LAC - Laboratory of Atmospheric Chemistry
The Laboratory of Atmospheric Chemistry (LAC), established 1 January 2000, is a laboratory of the Energy and Environment Research Division (ENE) at the Paul Scherrer Institute (PSI).
Understanding the processes determining the gas and aerosol chemistry and aerosol physics in the atmosphere in order to determine (1) the impact of energy use on the atmosphere and (2) the impact of pollution on air quality, human health, local weather and climate change.
Our laboratory consists of four interacting groups that operates cutting-edge facilities and instrumentations in the lab and in the field. We run three National facilities, two ambient observatories and an atmospheric chamber facility, that are foreseen to be included in the ACTRIS European research infrastructure. We study the impact of anthropogenic air pollution across environments ranging from cities in Europe and developing countries (e.g. India and China) to pristine areas (e.g. in polar regions and in the free troposphere). We are continuously measuring key climate variables relevant for aerosol properties at the landmark high-alpine Jungfraujoch research site in Switzerland.
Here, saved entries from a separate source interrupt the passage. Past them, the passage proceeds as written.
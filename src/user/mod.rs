//! User creation and retrieval: the service logic and the route handlers
//! built on top of it.

pub mod core;
mod create_endpoint;
mod get_endpoint;

pub use create_endpoint::create_user_endpoint;
pub use get_endpoint::get_user_endpoint;
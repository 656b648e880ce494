//! Core logic for creating and fetching users, independent of the HTTP
//! layer.

use serde_json::Value;

use crate::{
    Error,
    models::{User, UserId},
    stores::UserStore,
    validation::validate_user,
};

/// Validate `payload` and insert the normalized user into `store`.
///
/// The create is all-or-nothing: a rejected payload never touches the store.
///
/// # Errors
///
/// Returns [Error::ValidationFailed] carrying every field error when the
/// payload is malformed.
pub fn create_user(payload: &Value, store: &mut impl UserStore) -> Result<User, Error> {
    let new_user = validate_user(payload).map_err(Error::ValidationFailed)?;

    store.create(new_user)
}

/// Get the user with the given ID.
///
/// # Errors
///
/// Returns [Error::UserNotFound] if `id` does not belong to a stored user.
pub fn get_user(id: &UserId, store: &impl UserStore) -> Result<User, Error> {
    store.get(id)
}
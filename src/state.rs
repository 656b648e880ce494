//! Implements a struct that holds the state of the REST server.

use crate::stores::{TransactionStore, UserStore};

/// The state of the REST server.
///
/// Constructed explicitly by the binary or by a test and handed to
/// [build_router](crate::build_router); there is no ambient global state, so
/// every test gets its own isolated collections.
#[derive(Debug, Clone)]
pub struct AppState<U, T>
where
    U: UserStore + Send + Sync,
    T: TransactionStore + Send + Sync,
{
    /// The store for managing [users](crate::models::User).
    pub user_store: U,
    /// The store for managing [transactions](crate::models::Transaction).
    pub transaction_store: T,
}

impl<U, T> AppState<U, T>
where
    U: UserStore + Send + Sync,
    T: TransactionStore + Send + Sync,
{
    /// Create a new [AppState] from the given stores.
    pub fn new(user_store: U, transaction_store: T) -> Self {
        Self {
            user_store,
            transaction_store,
        }
    }
}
We simulate the processes occurring in the atmosphere in our smog chamber facility and during experiments at the CLOUD chamber at CERN. Field and laboratory data are interpreted and air pollution sources are quantified with numerical and statistical models. We collaborate with toxicologists, epidemiologists and medical doctors to understand the impact of air pollution on health.
News & Highlights
Andrea Baccarini, former PhD at the Laboratory of Atmospheric Chemistry at PSI won the prestigious Prix de Quervain.
The Jungfraujoch Carbon Balance Campaign is a measuring campaign within the ACTRIS project. It is conducted by the Paul Scherrer Institute in collaboration with the Stiftung HFSJG, Empa, FHNW, as well as groups from Lille (France), York (England), and Aerosol d.o.o. (Slovenia). The campaign’s aim is to comprehensively measure and characterize the diversity of carbon-containing molecules present in the air in hopes to obtain helpful information on their role in climate and weather relevant processes.
Imad El Haddad, scientific head (a.i.) of the lab of atmospheric chemistry at PSI, won the Schmauss Award 2022!
The Schmauss award, named after physicist and meteorologist August Schmauss is awarded by the Gesellschaft für Aerosolforschung (GAeF) to recognize outstanding research contributions in the field of atmospheric aerosol science.